-------- TASK MATERIAL

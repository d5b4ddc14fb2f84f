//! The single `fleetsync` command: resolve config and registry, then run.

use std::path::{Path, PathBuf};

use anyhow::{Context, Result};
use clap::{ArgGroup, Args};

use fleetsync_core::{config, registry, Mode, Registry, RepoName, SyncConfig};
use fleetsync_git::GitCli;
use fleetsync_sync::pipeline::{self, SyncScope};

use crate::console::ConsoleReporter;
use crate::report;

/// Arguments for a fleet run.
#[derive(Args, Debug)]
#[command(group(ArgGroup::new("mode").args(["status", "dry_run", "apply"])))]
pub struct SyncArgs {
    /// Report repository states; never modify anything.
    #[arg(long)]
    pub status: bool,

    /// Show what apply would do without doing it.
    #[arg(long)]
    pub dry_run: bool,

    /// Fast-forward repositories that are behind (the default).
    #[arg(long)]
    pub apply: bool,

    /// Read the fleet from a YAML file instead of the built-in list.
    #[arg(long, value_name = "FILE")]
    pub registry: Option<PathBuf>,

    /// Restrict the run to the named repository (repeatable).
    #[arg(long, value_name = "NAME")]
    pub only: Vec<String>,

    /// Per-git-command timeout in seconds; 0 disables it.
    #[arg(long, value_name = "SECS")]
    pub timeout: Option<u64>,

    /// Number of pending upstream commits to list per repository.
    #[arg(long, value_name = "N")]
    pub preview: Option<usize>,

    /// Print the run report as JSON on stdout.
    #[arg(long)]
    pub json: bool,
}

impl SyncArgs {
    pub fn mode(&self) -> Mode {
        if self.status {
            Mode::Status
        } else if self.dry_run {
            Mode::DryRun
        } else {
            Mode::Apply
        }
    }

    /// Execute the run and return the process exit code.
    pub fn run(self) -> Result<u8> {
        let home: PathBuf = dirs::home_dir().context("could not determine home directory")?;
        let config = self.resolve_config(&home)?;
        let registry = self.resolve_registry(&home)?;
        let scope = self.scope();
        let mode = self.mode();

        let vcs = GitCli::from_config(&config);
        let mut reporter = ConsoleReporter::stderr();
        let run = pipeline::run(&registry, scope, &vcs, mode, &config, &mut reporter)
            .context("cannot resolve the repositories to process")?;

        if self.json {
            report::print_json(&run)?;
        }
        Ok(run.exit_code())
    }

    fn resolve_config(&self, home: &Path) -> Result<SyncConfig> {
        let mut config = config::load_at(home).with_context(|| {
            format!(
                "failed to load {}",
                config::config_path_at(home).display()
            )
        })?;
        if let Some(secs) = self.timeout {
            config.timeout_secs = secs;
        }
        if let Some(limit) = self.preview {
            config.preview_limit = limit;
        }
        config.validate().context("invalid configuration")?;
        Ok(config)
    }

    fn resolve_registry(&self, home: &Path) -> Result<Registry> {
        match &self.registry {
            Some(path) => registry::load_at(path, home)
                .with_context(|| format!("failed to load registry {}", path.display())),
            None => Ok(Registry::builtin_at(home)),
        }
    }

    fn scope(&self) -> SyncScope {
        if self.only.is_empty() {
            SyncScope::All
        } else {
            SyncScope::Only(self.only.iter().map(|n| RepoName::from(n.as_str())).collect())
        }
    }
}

----------------

[WHAT YOU ARE ASKED TO DO]
Among the entries above, find the line with "if let Some(secs)" and the line with "fn resolve_registry(&self, home: &Path)"; give again exactly these two lines and all lines between them.

[SOLUTION FOR THIS EXERCISE]
        if let Some(secs) = self.timeout {
            config.timeout_secs = secs;
        }
        if let Some(limit) = self.preview {
            config.preview_limit = limit;
        }
        config.validate().context("invalid configuration")?;
        Ok(config)
    }

    fn resolve_registry(&self, home: &Path) -> Result<Registry> {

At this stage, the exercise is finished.